#### TASK ITEM
Go through the lines below. Copy those with "expect".

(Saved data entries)
= = = = = = =
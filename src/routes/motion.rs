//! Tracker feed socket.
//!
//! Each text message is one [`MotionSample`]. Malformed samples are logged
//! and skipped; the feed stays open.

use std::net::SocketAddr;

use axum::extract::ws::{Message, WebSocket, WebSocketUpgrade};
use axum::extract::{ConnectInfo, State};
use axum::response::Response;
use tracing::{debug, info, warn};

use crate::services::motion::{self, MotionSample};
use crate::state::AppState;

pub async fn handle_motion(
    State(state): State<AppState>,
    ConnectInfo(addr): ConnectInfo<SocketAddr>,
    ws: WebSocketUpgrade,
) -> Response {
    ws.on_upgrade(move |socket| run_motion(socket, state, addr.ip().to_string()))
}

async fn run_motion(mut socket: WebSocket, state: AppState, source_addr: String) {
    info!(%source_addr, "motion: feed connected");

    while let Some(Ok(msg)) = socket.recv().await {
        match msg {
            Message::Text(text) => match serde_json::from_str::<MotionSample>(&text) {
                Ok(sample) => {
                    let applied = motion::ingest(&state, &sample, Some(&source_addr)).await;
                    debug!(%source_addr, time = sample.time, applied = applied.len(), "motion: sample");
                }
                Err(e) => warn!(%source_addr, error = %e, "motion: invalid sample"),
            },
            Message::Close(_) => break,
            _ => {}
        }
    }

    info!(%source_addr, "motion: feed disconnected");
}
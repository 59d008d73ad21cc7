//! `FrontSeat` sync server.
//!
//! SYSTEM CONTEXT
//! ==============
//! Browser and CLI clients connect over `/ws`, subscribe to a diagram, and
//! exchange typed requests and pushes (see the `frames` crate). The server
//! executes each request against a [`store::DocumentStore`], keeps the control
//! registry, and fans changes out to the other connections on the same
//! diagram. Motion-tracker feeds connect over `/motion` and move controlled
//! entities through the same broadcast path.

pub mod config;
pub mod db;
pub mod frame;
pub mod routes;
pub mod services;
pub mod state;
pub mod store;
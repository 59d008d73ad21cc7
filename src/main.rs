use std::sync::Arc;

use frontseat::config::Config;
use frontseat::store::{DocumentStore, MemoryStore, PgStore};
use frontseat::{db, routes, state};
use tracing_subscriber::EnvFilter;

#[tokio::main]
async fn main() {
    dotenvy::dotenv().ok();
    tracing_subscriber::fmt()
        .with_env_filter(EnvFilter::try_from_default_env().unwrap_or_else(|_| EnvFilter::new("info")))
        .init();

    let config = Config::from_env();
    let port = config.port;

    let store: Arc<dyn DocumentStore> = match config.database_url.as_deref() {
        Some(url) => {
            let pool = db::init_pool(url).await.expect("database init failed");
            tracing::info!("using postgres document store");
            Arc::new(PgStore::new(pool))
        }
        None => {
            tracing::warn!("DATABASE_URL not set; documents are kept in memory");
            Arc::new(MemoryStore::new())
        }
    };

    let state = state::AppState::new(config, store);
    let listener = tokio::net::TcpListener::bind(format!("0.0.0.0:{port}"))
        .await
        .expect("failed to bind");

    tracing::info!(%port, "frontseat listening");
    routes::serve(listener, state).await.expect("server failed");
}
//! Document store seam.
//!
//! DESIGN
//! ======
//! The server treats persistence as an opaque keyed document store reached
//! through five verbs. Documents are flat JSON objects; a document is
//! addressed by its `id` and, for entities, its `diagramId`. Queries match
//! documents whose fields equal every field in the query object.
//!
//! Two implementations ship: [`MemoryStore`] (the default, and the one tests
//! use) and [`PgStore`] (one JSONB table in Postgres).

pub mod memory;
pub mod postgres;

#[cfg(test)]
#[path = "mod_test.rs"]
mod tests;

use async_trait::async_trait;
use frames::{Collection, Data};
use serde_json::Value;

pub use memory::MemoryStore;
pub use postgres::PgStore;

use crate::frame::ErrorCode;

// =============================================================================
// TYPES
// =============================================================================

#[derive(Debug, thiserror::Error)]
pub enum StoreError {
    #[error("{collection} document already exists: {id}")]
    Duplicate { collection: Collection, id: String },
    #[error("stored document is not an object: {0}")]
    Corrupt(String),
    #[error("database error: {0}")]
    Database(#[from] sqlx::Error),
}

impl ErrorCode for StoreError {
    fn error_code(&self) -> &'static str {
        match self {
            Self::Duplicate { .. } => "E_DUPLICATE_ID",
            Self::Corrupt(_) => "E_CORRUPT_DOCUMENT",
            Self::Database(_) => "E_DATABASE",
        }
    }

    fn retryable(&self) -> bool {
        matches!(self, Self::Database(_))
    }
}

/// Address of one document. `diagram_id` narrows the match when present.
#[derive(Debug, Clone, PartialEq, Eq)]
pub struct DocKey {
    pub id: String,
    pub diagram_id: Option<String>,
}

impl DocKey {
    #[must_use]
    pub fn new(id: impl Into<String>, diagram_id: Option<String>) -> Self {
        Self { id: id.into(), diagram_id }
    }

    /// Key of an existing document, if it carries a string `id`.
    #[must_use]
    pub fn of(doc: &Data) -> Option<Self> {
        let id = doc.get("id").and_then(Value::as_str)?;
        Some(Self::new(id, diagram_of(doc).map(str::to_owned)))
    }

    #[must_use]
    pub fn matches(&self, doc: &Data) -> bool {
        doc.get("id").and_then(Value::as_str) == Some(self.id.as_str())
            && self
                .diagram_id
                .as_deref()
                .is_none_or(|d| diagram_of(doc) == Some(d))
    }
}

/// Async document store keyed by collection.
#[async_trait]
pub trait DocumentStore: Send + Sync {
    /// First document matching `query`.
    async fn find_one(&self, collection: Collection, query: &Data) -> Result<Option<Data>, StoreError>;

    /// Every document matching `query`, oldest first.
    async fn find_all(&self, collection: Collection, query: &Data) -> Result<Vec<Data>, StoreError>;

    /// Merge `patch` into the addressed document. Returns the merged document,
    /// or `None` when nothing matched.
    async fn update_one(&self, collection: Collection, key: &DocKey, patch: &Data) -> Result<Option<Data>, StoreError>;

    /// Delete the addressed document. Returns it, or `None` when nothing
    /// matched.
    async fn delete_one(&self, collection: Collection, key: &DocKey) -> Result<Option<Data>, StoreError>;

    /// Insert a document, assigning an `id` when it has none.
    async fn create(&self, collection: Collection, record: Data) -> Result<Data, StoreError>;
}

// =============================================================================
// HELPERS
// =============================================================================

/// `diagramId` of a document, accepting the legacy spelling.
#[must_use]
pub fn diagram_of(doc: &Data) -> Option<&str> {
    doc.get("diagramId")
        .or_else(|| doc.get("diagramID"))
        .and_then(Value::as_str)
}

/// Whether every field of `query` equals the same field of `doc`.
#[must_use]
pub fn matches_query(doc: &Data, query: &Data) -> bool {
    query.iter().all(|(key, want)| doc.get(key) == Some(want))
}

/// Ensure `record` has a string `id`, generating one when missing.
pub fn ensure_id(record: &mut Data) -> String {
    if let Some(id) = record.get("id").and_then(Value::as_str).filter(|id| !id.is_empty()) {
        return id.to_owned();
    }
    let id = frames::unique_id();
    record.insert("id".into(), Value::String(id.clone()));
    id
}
= = = = = = =
#### REPLY
            let pool = db::init_pool(url).await.expect("database init failed");
        .expect("failed to bind");
    routes::serve(listener, state).await.expect("server failed");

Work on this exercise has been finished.